The Federal Reserve’s Open Market Committee (FOMC) statement was of some disappointment to the market when it traded the “considerable time” clause for “patient,” but threw a bone by characterizing the economy as “solid.” I took that as a tip that committee had seen a GDP number that was closer to the Atlanta Fed’s tracker of 3.5%, which didn’t exactly pan out. I can guess they were trying to position it instead, or less likely, they just hadn’t seen it after all. Stock market mavens remain firmly entrenched against any rate increase that might upset the equity party, but the Fed’s problem isn’t that short rates of fifty basis points would upset the economy – it’d be near-meaningless from a practical standpoint – but that the business cycle isn’t going to last forever. If the central bank gets to the end of it with ZIRP still in place, what recourse will it have to cushion any blows?

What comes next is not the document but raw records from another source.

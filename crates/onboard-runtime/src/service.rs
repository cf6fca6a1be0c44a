//! # Onboarding Service
//!
//! Store, resolve, build, assemble. Each call is independent; the only
//! shared state is immutable configuration and the component handles.

use crate::container::AssetManager;
use crate::errors::OnboardError;
use ao_01_metadata_address::{AddressKind, SpecReference};
use ao_02_encrypted_object::{EncryptedObjectApi, EnvelopeMetadata};
use ao_03_spec_resolver::{ResolvedSpecification, SpecificationResolverApi};
use ao_04_scope_graph::{AssetClass, NewScopeRequest, ScopeGraphBuilder};
use ao_05_tx_assembler::{BatchOutcome, BulkAssembly, TxAssembler, TxBody};
use futures::stream::{self, StreamExt};
use serde::Serialize;
use shared_crypto::{Secp256k1KeyPair, Secp256k1PublicKey};
use shared_types::{Asset, ContentHash, Message, WriteOperation};
use std::collections::BTreeSet;
use std::sync::Arc;
use tracing::{debug, info, warn};
use uuid::Uuid;

/// Outcome of onboarding one asset.
#[derive(Debug, Clone, PartialEq, Eq, Serialize)]
pub struct OnboardResult {
    /// Asset id, also used as the scope id.
    pub asset_id: Uuid,
    /// Hash the object store assigned to the encrypted payload.
    pub content_hash: ContentHash,
    /// Unsigned ledger transaction.
    pub tx_body: TxBody,
}

/// What a retrieval returns.
#[derive(Debug, Clone, PartialEq, Eq)]
pub enum Retrieved {
    /// Decrypted payload; a private key was supplied.
    Plaintext(Vec<u8>),
    /// Envelope metadata; no private key was supplied.
    Metadata(EnvelopeMetadata),
}

/// Caller-named specifications, each given as a bech32 address or a bare id.
///
/// A named specification replaces whatever the classifier resolved for the
/// same slot, and suppresses publication of the defaults.
#[derive(Debug, Clone, Default, PartialEq, Eq)]
pub struct ExplicitSpecs {
    /// Scope specification.
    pub scope_spec: Option<SpecReference>,
    /// Contract specification.
    pub contract_spec: Option<SpecReference>,
}

impl ExplicitSpecs {
    /// Whether no specification is named.
    pub fn is_empty(&self) -> bool {
        self.scope_spec.is_none() && self.contract_spec.is_none()
    }

    fn apply(&self, resolved: &mut ResolvedSpecification) -> Result<(), OnboardError> {
        if let Some(reference) = &self.scope_spec {
            resolved.scope_spec_address = Some(reference.resolve(AddressKind::ScopeSpecification)?);
        }
        if let Some(reference) = &self.contract_spec {
            resolved.contract_spec_address =
                Some(reference.resolve(AddressKind::ContractSpecification)?);
        }
        Ok(())
    }
}

/// Audiences granted access next to the primary recipient.
#[derive(Debug, Clone, Default)]
struct Audiences {
    keys: BTreeSet<Secp256k1PublicKey>,
    addresses: BTreeSet<String>,
}

/// Asset onboarding service.
pub struct OnboardService {
    objects: Arc<dyn EncryptedObjectApi>,
    resolver: Arc<dyn SpecificationResolverApi>,
    graph: ScopeGraphBuilder,
    assembler: TxAssembler,
    asset_manager: Option<AssetManager>,
    asset_class: AssetClass,
    bulk_concurrency: usize,
}

impl OnboardService {
    /// Create a service from its components.
    pub fn new(
        objects: Arc<dyn EncryptedObjectApi>,
        resolver: Arc<dyn SpecificationResolverApi>,
        graph: ScopeGraphBuilder,
        assembler: TxAssembler,
    ) -> Self {
        Self {
            objects,
            resolver,
            graph,
            assembler,
            asset_manager: None,
            asset_class: AssetClass::default(),
            bulk_concurrency: 1,
        }
    }

    /// Grant `manager` read access when callers ask for it.
    pub fn with_asset_manager(mut self, manager: Option<AssetManager>) -> Self {
        self.asset_manager = manager;
        self
    }

    /// Asset class shaping records and published specifications.
    pub fn with_asset_class(mut self, asset_class: AssetClass) -> Self {
        self.asset_class = asset_class;
        self
    }

    /// Asset class in use.
    pub fn asset_class(&self) -> AssetClass {
        self.asset_class
    }

    /// Maximum assets in flight during bulk onboarding.
    pub fn with_bulk_concurrency(mut self, concurrency: usize) -> Self {
        self.bulk_concurrency = concurrency.max(1);
        self
    }

    /// Scope graph builder in use.
    pub fn graph(&self) -> &ScopeGraphBuilder {
        &self.graph
    }

    fn audiences(&self, permission_asset_manager: bool) -> Result<Audiences, OnboardError> {
        if !permission_asset_manager {
            return Ok(Audiences::default());
        }
        let manager = self
            .asset_manager
            .as_ref()
            .ok_or(OnboardError::AssetManagerNotConfigured)?;
        Ok(Audiences {
            keys: BTreeSet::from([manager.public_key]),
            addresses: BTreeSet::from([manager.address.clone()]),
        })
    }

    fn build_batch(
        &self,
        scope_id: Uuid,
        content_hash: &ContentHash,
        owner_address: &str,
        audiences: &Audiences,
        resolved: &ResolvedSpecification,
    ) -> Result<Vec<WriteOperation>, OnboardError> {
        let request = NewScopeRequest::new(scope_id, content_hash.clone(), owner_address)
            .with_specifications(
                resolved.scope_spec_address.clone(),
                resolved.contract_spec_address.clone(),
                resolved.record_specification.clone(),
            )
            .with_audiences(audiences.addresses.iter().cloned())
            .with_asset_class(self.asset_class);
        Ok(self.graph.build_new_scope_batch(&request)?)
    }

    async fn specifications(
        &self,
        classifier: Option<&str>,
        specs: &ExplicitSpecs,
    ) -> Result<ResolvedSpecification, OnboardError> {
        let mut resolved = self.resolver.resolve(classifier).await?;
        specs.apply(&mut resolved)?;
        Ok(resolved)
    }

    async fn store_payload(
        &self,
        asset: &Asset,
        audience_public_key: &Secp256k1PublicKey,
        audiences: &Audiences,
    ) -> Result<ContentHash, OnboardError> {
        let payload = asset.encode_to_vec()?;
        let hash = self
            .objects
            .store(&payload, audience_public_key, &audiences.keys)
            .await?;
        debug!(
            asset_id = %asset.id,
            hash = %hash,
            additional_audiences = audiences.keys.len(),
            "[runtime] Stored asset"
        );
        Ok(hash)
    }

    /// Encrypt and store `asset`; no ledger writes are built.
    pub async fn store_asset(
        &self,
        asset: &Asset,
        audience_public_key: &Secp256k1PublicKey,
        permission_asset_manager: bool,
    ) -> Result<ContentHash, OnboardError> {
        let audiences = self.audiences(permission_asset_manager)?;
        self.store_payload(asset, audience_public_key, &audiences)
            .await
    }

    /// Build the transaction for an already stored payload.
    pub async fn create_scope_tx(
        &self,
        scope_id: Uuid,
        content_hash: &ContentHash,
        owner_address: &str,
        permission_asset_manager: bool,
        classifier: Option<&str>,
        specs: &ExplicitSpecs,
    ) -> Result<TxBody, OnboardError> {
        let audiences = self.audiences(permission_asset_manager)?;
        let resolved = self.specifications(classifier, specs).await?;
        let operations =
            self.build_batch(scope_id, content_hash, owner_address, &audiences, &resolved)?;
        Ok(self.assembler.assemble(&[operations])?)
    }

    /// Store `asset` and build the transaction describing it.
    pub async fn onboard(
        &self,
        asset: &Asset,
        audience_public_key: &Secp256k1PublicKey,
        owner_address: &str,
        permission_asset_manager: bool,
        classifier: Option<&str>,
    ) -> Result<OnboardResult, OnboardError> {
        self.onboard_with_specs(
            asset,
            audience_public_key,
            owner_address,
            permission_asset_manager,
            classifier,
            &ExplicitSpecs::default(),
        )
        .await
    }

    /// `onboard` with caller-named specifications.
    pub async fn onboard_with_specs(
        &self,
        asset: &Asset,
        audience_public_key: &Secp256k1PublicKey,
        owner_address: &str,
        permission_asset_manager: bool,
        classifier: Option<&str>,
        specs: &ExplicitSpecs,
    ) -> Result<OnboardResult, OnboardError> {
        let audiences = self.audiences(permission_asset_manager)?;
        let resolved = self.specifications(classifier, specs).await?;
        let content_hash = self
            .store_payload(asset, audience_public_key, &audiences)
            .await?;
        let operations =
            self.build_batch(asset.id, &content_hash, owner_address, &audiences, &resolved)?;
        let tx_body = self.assembler.assemble(&[operations])?;

        info!(
            asset_id = %asset.id,
            hash = %content_hash,
            asset_class = %self.asset_class,
            messages = tx_body.len(),
            "[runtime] Onboarded asset"
        );
        Ok(OnboardResult {
            asset_id: asset.id,
            content_hash,
            tx_body,
        })
    }

    /// Wrap raw file bytes in a file NFT asset with a fresh id and onboard it.
    pub async fn onboard_file(
        &self,
        filename: &str,
        content_type: Option<&str>,
        bytes: Vec<u8>,
        audience_public_key: &Secp256k1PublicKey,
        owner_address: &str,
        permission_asset_manager: bool,
    ) -> Result<OnboardResult, OnboardError> {
        let asset = Asset::file_nft(Uuid::new_v4(), filename, content_type, bytes);
        self.onboard(
            &asset,
            audience_public_key,
            owner_address,
            permission_asset_manager,
            None,
        )
        .await
    }

    /// Onboard `assets` independently, at most the configured number in
    /// flight, and assemble the successful ones in input order.
    pub async fn onboard_bulk(
        &self,
        assets: Vec<Asset>,
        audience_public_key: &Secp256k1PublicKey,
        owner_address: &str,
        permission_asset_manager: bool,
        classifier: Option<&str>,
    ) -> Result<BulkAssembly, OnboardError> {
        self.onboard_bulk_with_specs(
            assets,
            audience_public_key,
            owner_address,
            permission_asset_manager,
            classifier,
            &ExplicitSpecs::default(),
        )
        .await
    }

    /// `onboard_bulk` with caller-named specifications shared by every asset.
    pub async fn onboard_bulk_with_specs(
        &self,
        assets: Vec<Asset>,
        audience_public_key: &Secp256k1PublicKey,
        owner_address: &str,
        permission_asset_manager: bool,
        classifier: Option<&str>,
        specs: &ExplicitSpecs,
    ) -> Result<BulkAssembly, OnboardError> {
        let audiences = self.audiences(permission_asset_manager)?;
        let resolved = self.specifications(classifier, specs).await?;
        let audiences = &audiences;
        let resolved = &resolved;

        let outcomes: Vec<BatchOutcome> = stream::iter(assets)
            .map(|asset| async move {
                let result = async {
                    let hash = self
                        .store_payload(&asset, audience_public_key, audiences)
                        .await?;
                    self.build_batch(asset.id, &hash, owner_address, audiences, resolved)
                }
                .await;
                match result {
                    Ok(operations) => BatchOutcome::built(asset.id, operations),
                    Err(e) => {
                        warn!(asset_id = %asset.id, error = %e, "[runtime] Asset failed in bulk onboarding");
                        BatchOutcome::failed(asset.id, &e)
                    }
                }
            })
            .buffered(self.bulk_concurrency)
            .collect()
            .await;

        Ok(self.assembler.assemble_outcomes(outcomes)?)
    }

    /// Plaintext when `private_key` is given, envelope metadata otherwise.
    pub async fn retrieve(
        &self,
        content_hash: &ContentHash,
        public_key: &Secp256k1PublicKey,
        private_key: Option<&Secp256k1KeyPair>,
    ) -> Result<Retrieved, OnboardError> {
        match private_key {
            Some(key_pair) => {
                if key_pair.public_key() != *public_key {
                    return Err(OnboardError::KeyMismatch(public_key.to_hex()));
                }
                let plaintext = self
                    .objects
                    .retrieve_and_decrypt(content_hash, key_pair)
                    .await?;
                Ok(Retrieved::Plaintext(plaintext))
            }
            None => Ok(Retrieved::Metadata(
                self.objects.retrieve(content_hash, public_key).await?,
            )),
        }
    }

    /// Decrypt and decode a stored asset.
    pub async fn retrieve_asset(
        &self,
        content_hash: &ContentHash,
        key_pair: &Secp256k1KeyPair,
    ) -> Result<Asset, OnboardError> {
        let plaintext = self
            .objects
            .retrieve_and_decrypt(content_hash, key_pair)
            .await?;
        Ok(Asset::from_bytes(&plaintext)?)
    }

    /// Transaction publishing the default specifications of the service's
    /// asset class.
    pub fn write_specs(&self, owner_address: &str) -> Result<TxBody, OnboardError> {
        let operations = self
            .graph
            .build_specification_batch(owner_address, self.asset_class)?;
        Ok(self.assembler.assemble(&[operations])?)
    }

    /// Debug JSON of `tx_body`.
    pub fn render_json(&self, tx_body: &TxBody) -> Result<String, OnboardError> {
        Ok(self.assembler.render_json(tx_body)?)
    }
}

Clues that we are in the last stages of the cycle come from consumer confidence numbers that are at cycle highs, as the Conference Board’s reading of 102.9 9 (the highest since the last cycle peak year of 2007). The number is obviously influenced by falling gasoline prices, but these numbers correlate poorly with spending. A look at weekly chain store data suggests we are headed for another weak month of retail sales in January. There aren’t any hard-and-fast rules about this kind of thing, but objective looks at past data keep suggesting that we are in the last year of the expansion.
The employment cost index remained steady at a 2.2% year-on-year rate in the fourth quarter. I don’t know how we are going to get past 4% nominal GDP with that kind of trend. The Chicago PMI rose to 59.4, but that number has been so asymmetrically high since it was taken over by Deutsche Bors that neither I nor the Street give it much heed anymore.
The national PMI, or purchasing index, comes out Monday from the ISM, along with December construction data and personal income and spending data. It’s a busy week, but the focus will be on Friday’s jobs report. Claims data showed no evidence of weakening from the recent 200K+ trend, though there is more to the headline number than that factor alone. Consensus is for a net add of 230K, which seems quite reasonable to me, but whether or not the unemployment rate moves a tick is less important than the caveat that jobs are a lagging indicator.
The week is rounded out by factory orders on Tuesday – largely signaled in the red by last week’s durable goods report – the ISM non-manufacturing index on Wednesday and international trade on Thursday. As is their wont, Fed governors will be all over the place speaking in the wake of the latest statement, so we could see some volatility from various claims and counter-claims.